Eosinophilic Esophagitis

Eosinophilic esophagitis is a condition where a large number of white blood cells accumulate on the lining of the esophagus as the result of a reaction to certain foods, acid reflux or allergens.

The accumulation of white blood cells can cause irritation and scarring in the esophagus. This eventually can lead to severe narrowing, and the potential obstruction of the esophagus.

What are the symptoms of eosinophilic esophagitis?

In adults this can include:

  • Difficulty swallowing
  • Chest pain
  • Heartburn
  • Upper abdominal pain
  • Food getting stuck in esophagus

In children the symptoms can include:

  • Frequent regurgitation
  • Abdominal pain
  • Vomiting
  • Food getting stuck in the esophagus
  • Weight loss
  • Poor growth

There are several environmental and genetic factors that may put some at risk of eosinophilic esophagitis more than others.  The condition tends to run in families and is more common in males than females. It is seen more frequently in colder climates. There are more diagnoses in the spring and fall due to higher levels of pollen in the air.

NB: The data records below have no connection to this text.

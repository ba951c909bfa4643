use async_trait::async_trait;

use provider_session::{ExternalIdentity, IdentityError, IdentityVerifier};

/// Development stand-in for a real provider: the login redirect bounces
/// straight back to the callback, carrying the identity in query parameters.
/// Never use outside local development.
pub(crate) struct DevVerifier;

#[async_trait]
impl IdentityVerifier for DevVerifier {
    async fn begin_auth(&self, provider: &str) -> Result<String, IdentityError> {
        Ok(format!(
            "/auth/callback/{provider}?subject=dev-user&email=dev%40example.com"
        ))
    }

    async fn complete_auth(
        &self,
        _provider: &str,
        callback_params: &str,
    ) -> Result<ExternalIdentity, IdentityError> {
        let subject = query_param(callback_params, "subject")
            .ok_or_else(|| IdentityError::Handshake("missing subject".to_string()))?;
        let email = query_param(callback_params, "email")
            .ok_or_else(|| IdentityError::Handshake("missing email".to_string()))?;

        Ok(ExternalIdentity {
            external_id: subject.to_string(),
            email: email.replace("%40", "@"),
        })
    }
}

fn query_param<'a>(query: &'a str, name: &str) -> Option<&'a str> {
    query.split('&').find_map(|pair| {
        let mut parts = pair.splitn(2, '=');
        match (parts.next(), parts.next()) {
            (Some(k), Some(v)) if k == name => Some(v),
            _ => None,
        }
    })
}

#[cfg(test)]
mod tests {
    use super::*;

    #[tokio::test]
    async fn test_callback_params_round_trip() {
        let url = DevVerifier.begin_auth("google").await.expect("begin");
        let query = url.split('?').nth(1).expect("query string");

        let identity = DevVerifier
            .complete_auth("google", query)
            .await
            .expect("complete");
        assert_eq!(identity.external_id, "dev-user");
        assert_eq!(identity.email, "dev@example.com");
    }

    #[tokio::test]
    async fn test_missing_params_fail_the_handshake() {
        let result = DevVerifier.complete_auth("google", "subject=dev-user").await;
        assert!(matches!(result, Err(IdentityError::Handshake(_))));
    }
}
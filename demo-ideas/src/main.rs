use axum::{Router, middleware, routing::get};
use dotenvy::dotenv;
use std::sync::Arc;
use tracing_subscriber::{layer::SubscriberExt, util::SubscriberInitExt};

use provider_session::{
    AuthFlow, FlowConfig, MemoryUserDirectory, SqliteUserDirectory, UserDirectory,
};
use provider_session_axum::{auth_router, require_session};

mod handlers;
mod server;
mod verifier;

use crate::{
    handlers::{index, list_ideas, me},
    server::spawn_http_server,
    verifier::DevVerifier,
};

#[tokio::main]
async fn main() -> Result<(), Box<dyn std::error::Error>> {
    dotenv().ok();
    tracing_subscriber::registry()
        .with(
            tracing_subscriber::EnvFilter::try_from_default_env()
                .unwrap_or_else(|_| format!("{}=debug", env!("CARGO_CRATE_NAME")).into()),
        )
        .with(tracing_subscriber::fmt::layer())
        .init();

    provider_session::init().await?;

    let directory: Arc<dyn UserDirectory> = match std::env::var("DATABASE_URL") {
        Ok(url) => Arc::new(SqliteUserDirectory::connect(&url).await?),
        Err(_) => Arc::new(MemoryUserDirectory::new()),
    };

    let providers = std::env::var("AUTH_PROVIDERS").unwrap_or_else(|_| "google,github".to_string());
    let flow = Arc::new(AuthFlow::new(
        FlowConfig::new(providers.split(',').map(str::trim).map(String::from)),
        Arc::new(DevVerifier),
        directory,
    ));

    let api = Router::new()
        .route("/me", get(me))
        .route("/v1/ideas", get(list_ideas))
        .layer(middleware::from_fn(require_session));

    let app = Router::new()
        .route("/", get(index))
        .nest("/api", api)
        .merge(auth_router(flow));

    let http_server = spawn_http_server(3001, app);
    http_server.await?;
    Ok(())
}
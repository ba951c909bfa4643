use thiserror::Error;

use crate::identity::IdentityError;
use crate::session::SessionError;
use crate::userdb::UserError;

/// Failures surfaced by the login flow. Server-side failures carry a detail
/// string for the log; what reaches the client is decided by the HTTP layer.
#[derive(Debug, Error)]
pub enum FlowError {
    #[error("Unknown provider: {0}")]
    UnknownProvider(String),

    #[error("Authentication failed: {0}")]
    AuthenticationFailed(String),

    #[error("User directory failure: {0}")]
    DirectoryFailure(String),

    #[error("Failed to persist session: {0}")]
    SessionPersistFailed(String),

    #[error("Session store unavailable: {0}")]
    StoreUnavailable(String),

    #[error("CSRF rejected: {0}")]
    CsrfRejected(String),

    /// Access-guard rejection. Not raised by the flow itself; guards built on
    /// this crate reject before the flow runs and map their rejection through
    /// the same status table as this variant.
    #[error("Unauthorized")]
    Unauthorized,
}

impl FlowError {
    /// Log at a severity matching the failure class, then pass the error on.
    pub(crate) fn log(self) -> Self {
        match &self {
            Self::DirectoryFailure(_)
            | Self::SessionPersistFailed(_)
            | Self::StoreUnavailable(_) => tracing::error!("{}", self),
            _ => tracing::debug!("{}", self),
        }
        self
    }
}

impl From<IdentityError> for FlowError {
    fn from(err: IdentityError) -> Self {
        Self::AuthenticationFailed(err.to_string()).log()
    }
}

impl From<UserError> for FlowError {
    fn from(err: UserError) -> Self {
        Self::DirectoryFailure(err.to_string()).log()
    }
}

impl From<SessionError> for FlowError {
    fn from(err: SessionError) -> Self {
        let mapped = match err {
            SessionError::CsrfRejected(msg) => Self::CsrfRejected(msg),
            SessionError::StoreUnavailable(msg) | SessionError::InvalidRecord(msg) => {
                Self::StoreUnavailable(msg)
            }
            SessionError::Utils(e) => Self::StoreUnavailable(e.to_string()),
        };
        mapped.log()
    }
}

How is this condition diagnosed?  A physician will take a complete medical history, and order a test to check the levels of eosinophils in the blood. Doctors may also order an endoscopy to visually inspect the lining of the esophagus or a biopsy of the lining of the esophagus.

Treatment for this condition will require eliminating exposure to whatever is determined as the cause of an allergic reaction.  Doctors may also recommend keeping the head of the bed elevated at night to prevent acid reflux and maintaining a healthy weight.  They may also eliminate certain foods from a patient’s diet. Medications can also be prescribed to help keep symptoms under control.

If you would like to schedule an appointment with a physician at Jamaica Hospital Medical Center, please call 718-206-6742.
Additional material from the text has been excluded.